Given data |
• • •
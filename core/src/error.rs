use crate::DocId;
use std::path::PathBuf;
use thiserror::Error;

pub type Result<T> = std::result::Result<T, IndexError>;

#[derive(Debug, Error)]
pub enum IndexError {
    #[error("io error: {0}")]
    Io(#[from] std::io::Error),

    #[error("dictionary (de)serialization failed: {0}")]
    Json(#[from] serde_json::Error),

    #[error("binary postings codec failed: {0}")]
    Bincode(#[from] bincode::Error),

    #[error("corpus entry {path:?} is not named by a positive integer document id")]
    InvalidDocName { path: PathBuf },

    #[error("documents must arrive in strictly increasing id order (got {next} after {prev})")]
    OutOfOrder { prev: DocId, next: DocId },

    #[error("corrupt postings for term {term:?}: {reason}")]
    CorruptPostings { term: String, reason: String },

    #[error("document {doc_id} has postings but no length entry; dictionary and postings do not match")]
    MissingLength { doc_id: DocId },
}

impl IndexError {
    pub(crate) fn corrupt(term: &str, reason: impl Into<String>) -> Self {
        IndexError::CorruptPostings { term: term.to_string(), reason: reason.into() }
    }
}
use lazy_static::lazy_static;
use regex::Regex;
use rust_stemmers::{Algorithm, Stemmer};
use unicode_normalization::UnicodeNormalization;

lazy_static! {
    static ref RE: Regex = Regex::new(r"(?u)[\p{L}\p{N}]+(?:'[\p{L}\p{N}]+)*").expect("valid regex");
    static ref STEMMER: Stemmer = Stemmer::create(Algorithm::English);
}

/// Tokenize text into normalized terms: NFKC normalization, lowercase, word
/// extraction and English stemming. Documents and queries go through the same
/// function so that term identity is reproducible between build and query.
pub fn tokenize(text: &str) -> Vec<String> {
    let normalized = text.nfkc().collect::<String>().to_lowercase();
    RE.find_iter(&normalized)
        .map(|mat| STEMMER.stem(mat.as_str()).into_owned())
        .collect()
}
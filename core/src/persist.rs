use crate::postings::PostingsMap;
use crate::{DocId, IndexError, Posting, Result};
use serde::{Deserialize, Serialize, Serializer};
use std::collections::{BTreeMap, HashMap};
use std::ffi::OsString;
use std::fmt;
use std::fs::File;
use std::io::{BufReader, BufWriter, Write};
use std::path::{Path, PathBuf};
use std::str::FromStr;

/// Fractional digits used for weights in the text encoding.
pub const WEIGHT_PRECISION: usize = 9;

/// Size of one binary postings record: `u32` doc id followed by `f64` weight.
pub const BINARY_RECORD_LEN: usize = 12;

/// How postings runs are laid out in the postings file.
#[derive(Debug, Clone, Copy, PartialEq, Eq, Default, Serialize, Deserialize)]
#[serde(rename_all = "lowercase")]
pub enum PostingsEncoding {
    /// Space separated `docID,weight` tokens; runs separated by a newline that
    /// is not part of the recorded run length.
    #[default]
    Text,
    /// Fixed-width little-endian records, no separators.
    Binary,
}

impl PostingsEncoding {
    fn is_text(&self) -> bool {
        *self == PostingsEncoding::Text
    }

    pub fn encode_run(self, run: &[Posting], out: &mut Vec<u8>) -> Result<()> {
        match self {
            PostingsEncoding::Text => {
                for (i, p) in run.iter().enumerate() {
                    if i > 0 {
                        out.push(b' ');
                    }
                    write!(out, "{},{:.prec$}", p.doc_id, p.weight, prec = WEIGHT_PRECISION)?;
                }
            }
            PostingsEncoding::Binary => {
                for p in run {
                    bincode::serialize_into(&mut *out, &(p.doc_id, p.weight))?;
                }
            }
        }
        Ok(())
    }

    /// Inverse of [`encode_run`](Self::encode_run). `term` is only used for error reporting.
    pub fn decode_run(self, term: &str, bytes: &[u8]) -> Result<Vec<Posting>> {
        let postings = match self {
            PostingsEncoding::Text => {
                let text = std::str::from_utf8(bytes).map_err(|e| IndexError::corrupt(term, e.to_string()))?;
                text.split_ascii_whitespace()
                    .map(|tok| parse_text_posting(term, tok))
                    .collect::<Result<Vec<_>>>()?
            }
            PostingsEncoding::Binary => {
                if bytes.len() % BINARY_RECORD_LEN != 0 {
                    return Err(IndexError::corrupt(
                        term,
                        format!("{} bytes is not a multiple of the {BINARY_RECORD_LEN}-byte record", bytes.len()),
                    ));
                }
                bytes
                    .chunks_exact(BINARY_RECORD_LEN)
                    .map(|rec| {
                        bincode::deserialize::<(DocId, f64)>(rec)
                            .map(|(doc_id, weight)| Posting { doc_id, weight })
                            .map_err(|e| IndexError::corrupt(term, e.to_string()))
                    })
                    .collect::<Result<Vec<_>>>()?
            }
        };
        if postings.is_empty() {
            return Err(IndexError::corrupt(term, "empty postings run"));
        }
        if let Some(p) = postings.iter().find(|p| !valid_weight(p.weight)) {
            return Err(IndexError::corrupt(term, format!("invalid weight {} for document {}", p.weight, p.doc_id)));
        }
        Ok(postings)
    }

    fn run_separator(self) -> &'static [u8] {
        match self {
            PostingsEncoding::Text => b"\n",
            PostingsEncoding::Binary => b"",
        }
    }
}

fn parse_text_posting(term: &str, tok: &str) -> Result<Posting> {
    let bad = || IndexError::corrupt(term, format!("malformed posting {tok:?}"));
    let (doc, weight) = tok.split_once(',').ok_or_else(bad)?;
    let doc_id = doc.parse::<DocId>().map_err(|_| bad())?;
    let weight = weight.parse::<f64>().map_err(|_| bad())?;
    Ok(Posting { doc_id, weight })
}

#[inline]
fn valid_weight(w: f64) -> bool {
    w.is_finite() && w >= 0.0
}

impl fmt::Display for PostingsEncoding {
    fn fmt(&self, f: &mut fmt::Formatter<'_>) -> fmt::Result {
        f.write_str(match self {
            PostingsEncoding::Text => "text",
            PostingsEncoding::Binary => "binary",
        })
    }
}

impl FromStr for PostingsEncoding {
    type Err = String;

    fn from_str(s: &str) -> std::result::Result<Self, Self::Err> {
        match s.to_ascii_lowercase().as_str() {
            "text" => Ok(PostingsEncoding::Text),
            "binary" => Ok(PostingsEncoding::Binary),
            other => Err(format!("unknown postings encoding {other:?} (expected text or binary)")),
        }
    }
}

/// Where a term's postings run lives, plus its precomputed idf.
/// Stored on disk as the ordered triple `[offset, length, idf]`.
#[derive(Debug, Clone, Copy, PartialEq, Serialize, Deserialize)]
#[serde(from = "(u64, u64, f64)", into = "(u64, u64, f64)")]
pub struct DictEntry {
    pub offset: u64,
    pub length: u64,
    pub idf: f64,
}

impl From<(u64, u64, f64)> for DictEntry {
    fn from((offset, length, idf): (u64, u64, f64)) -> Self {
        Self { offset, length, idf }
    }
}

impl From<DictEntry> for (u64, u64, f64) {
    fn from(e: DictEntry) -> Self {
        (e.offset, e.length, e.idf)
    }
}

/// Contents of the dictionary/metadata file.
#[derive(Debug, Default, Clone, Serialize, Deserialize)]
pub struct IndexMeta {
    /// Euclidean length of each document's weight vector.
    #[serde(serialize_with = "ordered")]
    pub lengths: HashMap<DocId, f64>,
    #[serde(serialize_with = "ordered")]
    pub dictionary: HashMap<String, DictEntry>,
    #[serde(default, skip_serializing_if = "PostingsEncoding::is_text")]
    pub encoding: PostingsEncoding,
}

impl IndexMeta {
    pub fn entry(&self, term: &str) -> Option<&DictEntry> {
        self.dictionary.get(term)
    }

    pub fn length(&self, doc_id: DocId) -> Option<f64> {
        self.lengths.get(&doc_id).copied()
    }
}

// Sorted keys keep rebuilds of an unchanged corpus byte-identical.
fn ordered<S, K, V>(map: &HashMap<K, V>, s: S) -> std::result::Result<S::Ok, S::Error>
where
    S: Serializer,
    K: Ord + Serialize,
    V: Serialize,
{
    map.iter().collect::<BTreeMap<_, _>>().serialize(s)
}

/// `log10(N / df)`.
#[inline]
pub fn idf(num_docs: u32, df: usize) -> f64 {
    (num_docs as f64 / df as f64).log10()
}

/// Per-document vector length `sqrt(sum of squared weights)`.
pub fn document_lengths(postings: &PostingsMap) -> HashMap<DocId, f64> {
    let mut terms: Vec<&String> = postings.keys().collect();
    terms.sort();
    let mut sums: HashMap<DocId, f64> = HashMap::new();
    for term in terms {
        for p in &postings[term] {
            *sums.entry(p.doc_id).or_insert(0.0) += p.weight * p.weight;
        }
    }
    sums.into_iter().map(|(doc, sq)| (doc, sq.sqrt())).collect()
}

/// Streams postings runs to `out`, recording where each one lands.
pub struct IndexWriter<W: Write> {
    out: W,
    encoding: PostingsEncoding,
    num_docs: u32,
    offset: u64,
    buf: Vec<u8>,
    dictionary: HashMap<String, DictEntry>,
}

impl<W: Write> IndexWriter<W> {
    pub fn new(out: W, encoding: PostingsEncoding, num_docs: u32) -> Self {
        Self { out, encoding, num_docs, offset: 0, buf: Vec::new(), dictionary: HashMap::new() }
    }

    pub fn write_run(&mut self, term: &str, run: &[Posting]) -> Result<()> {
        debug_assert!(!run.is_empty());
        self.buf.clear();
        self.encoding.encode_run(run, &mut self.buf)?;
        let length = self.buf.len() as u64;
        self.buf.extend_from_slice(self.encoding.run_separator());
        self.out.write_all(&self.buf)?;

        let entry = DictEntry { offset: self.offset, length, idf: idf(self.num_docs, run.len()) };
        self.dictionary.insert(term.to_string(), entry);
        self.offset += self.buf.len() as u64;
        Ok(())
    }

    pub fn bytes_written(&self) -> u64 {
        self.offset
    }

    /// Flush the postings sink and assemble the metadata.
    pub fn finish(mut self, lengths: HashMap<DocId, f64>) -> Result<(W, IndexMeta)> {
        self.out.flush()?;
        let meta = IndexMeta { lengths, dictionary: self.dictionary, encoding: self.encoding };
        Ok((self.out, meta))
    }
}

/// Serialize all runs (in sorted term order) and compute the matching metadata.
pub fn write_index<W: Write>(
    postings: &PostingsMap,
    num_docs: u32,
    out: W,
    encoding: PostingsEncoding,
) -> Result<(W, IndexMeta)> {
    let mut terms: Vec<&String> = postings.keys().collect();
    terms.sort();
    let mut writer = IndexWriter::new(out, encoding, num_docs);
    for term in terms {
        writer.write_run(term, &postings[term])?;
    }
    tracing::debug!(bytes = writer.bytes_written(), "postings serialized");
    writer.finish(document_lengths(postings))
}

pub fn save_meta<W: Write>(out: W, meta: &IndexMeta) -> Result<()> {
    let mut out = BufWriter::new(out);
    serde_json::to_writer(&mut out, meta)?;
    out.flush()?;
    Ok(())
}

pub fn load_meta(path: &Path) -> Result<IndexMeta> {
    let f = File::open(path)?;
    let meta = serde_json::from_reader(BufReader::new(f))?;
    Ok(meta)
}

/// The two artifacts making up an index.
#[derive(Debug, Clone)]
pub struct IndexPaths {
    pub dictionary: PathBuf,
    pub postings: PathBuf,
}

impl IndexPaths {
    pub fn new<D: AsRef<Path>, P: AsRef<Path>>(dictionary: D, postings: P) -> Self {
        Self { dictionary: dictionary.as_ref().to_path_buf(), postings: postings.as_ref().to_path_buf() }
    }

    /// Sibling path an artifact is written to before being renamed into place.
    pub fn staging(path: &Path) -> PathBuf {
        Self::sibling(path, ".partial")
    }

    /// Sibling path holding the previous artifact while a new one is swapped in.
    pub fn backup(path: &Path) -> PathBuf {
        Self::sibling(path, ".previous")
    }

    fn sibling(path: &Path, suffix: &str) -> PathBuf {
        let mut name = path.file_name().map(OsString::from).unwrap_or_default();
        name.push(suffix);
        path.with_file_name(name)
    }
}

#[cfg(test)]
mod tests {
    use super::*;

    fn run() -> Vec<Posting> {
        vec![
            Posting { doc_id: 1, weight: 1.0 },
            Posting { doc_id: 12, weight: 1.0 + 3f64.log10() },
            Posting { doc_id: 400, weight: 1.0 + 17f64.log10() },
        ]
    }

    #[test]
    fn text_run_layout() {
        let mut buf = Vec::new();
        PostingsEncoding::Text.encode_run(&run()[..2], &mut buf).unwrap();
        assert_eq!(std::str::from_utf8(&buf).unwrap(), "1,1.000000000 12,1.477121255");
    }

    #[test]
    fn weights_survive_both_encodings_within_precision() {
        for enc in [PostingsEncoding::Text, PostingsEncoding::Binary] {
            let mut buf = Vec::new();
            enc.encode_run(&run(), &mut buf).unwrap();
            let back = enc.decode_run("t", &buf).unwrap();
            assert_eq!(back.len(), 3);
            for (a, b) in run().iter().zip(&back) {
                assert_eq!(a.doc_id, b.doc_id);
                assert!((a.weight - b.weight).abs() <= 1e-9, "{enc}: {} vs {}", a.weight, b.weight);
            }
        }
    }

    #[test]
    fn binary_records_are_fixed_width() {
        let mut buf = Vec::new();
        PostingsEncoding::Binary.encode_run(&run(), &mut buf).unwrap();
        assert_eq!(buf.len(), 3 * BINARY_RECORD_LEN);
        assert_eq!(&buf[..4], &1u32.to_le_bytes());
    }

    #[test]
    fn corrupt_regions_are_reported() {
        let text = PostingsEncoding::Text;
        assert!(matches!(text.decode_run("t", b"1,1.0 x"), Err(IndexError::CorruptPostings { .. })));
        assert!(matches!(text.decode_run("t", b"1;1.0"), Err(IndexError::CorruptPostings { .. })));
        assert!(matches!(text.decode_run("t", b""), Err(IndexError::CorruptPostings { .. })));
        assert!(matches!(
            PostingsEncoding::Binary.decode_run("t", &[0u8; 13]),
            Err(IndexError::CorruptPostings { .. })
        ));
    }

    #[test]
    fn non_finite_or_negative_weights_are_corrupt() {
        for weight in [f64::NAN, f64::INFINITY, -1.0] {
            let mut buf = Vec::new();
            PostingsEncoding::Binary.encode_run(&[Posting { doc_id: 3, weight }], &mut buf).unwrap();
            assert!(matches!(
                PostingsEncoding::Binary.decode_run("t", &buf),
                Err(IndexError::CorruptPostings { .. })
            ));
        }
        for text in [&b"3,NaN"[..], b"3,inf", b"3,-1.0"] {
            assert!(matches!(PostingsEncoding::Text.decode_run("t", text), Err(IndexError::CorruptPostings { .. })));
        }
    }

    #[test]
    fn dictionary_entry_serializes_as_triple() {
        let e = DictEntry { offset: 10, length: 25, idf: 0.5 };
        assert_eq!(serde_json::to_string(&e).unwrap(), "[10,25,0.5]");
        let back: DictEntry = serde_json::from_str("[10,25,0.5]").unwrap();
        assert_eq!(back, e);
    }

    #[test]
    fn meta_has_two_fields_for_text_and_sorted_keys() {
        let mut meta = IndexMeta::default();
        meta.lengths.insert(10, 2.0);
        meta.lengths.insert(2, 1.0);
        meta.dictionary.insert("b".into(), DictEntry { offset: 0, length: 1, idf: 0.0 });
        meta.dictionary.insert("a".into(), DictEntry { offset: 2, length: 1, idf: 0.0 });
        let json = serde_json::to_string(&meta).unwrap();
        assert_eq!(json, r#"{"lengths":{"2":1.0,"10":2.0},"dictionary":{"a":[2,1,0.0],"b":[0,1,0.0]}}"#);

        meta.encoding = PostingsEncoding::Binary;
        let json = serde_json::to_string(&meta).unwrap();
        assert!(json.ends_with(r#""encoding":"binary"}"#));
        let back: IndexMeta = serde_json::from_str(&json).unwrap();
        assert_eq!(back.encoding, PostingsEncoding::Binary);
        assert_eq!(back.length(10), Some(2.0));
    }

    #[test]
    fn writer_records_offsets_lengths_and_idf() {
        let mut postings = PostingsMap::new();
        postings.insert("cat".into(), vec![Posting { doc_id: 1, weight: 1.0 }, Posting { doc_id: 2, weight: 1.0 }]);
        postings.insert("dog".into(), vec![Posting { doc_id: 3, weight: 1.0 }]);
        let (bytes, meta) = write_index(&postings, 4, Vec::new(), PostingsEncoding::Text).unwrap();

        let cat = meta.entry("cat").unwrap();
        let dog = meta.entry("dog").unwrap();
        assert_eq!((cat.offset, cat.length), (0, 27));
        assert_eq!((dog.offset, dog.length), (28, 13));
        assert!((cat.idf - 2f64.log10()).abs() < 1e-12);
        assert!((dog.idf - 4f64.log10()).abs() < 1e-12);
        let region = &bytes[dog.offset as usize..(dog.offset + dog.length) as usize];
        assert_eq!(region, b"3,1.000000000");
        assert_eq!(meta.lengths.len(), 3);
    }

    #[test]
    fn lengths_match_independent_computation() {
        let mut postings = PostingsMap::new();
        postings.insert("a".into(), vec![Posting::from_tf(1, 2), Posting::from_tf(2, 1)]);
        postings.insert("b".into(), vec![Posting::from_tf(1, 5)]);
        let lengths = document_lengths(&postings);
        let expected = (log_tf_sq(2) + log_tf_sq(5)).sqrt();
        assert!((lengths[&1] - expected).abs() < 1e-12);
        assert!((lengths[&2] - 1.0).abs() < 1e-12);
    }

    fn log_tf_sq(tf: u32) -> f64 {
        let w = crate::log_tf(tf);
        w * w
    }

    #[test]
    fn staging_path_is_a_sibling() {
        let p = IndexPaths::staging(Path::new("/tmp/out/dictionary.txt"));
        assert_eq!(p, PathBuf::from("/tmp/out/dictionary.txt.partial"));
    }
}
• • •
What is being asked |
Across the listing above, report every line where "vector" occurs.

Result |
    /// Euclidean length of each document's weight vector.
/// Per-document vector length `sqrt(sum of squared weights)`.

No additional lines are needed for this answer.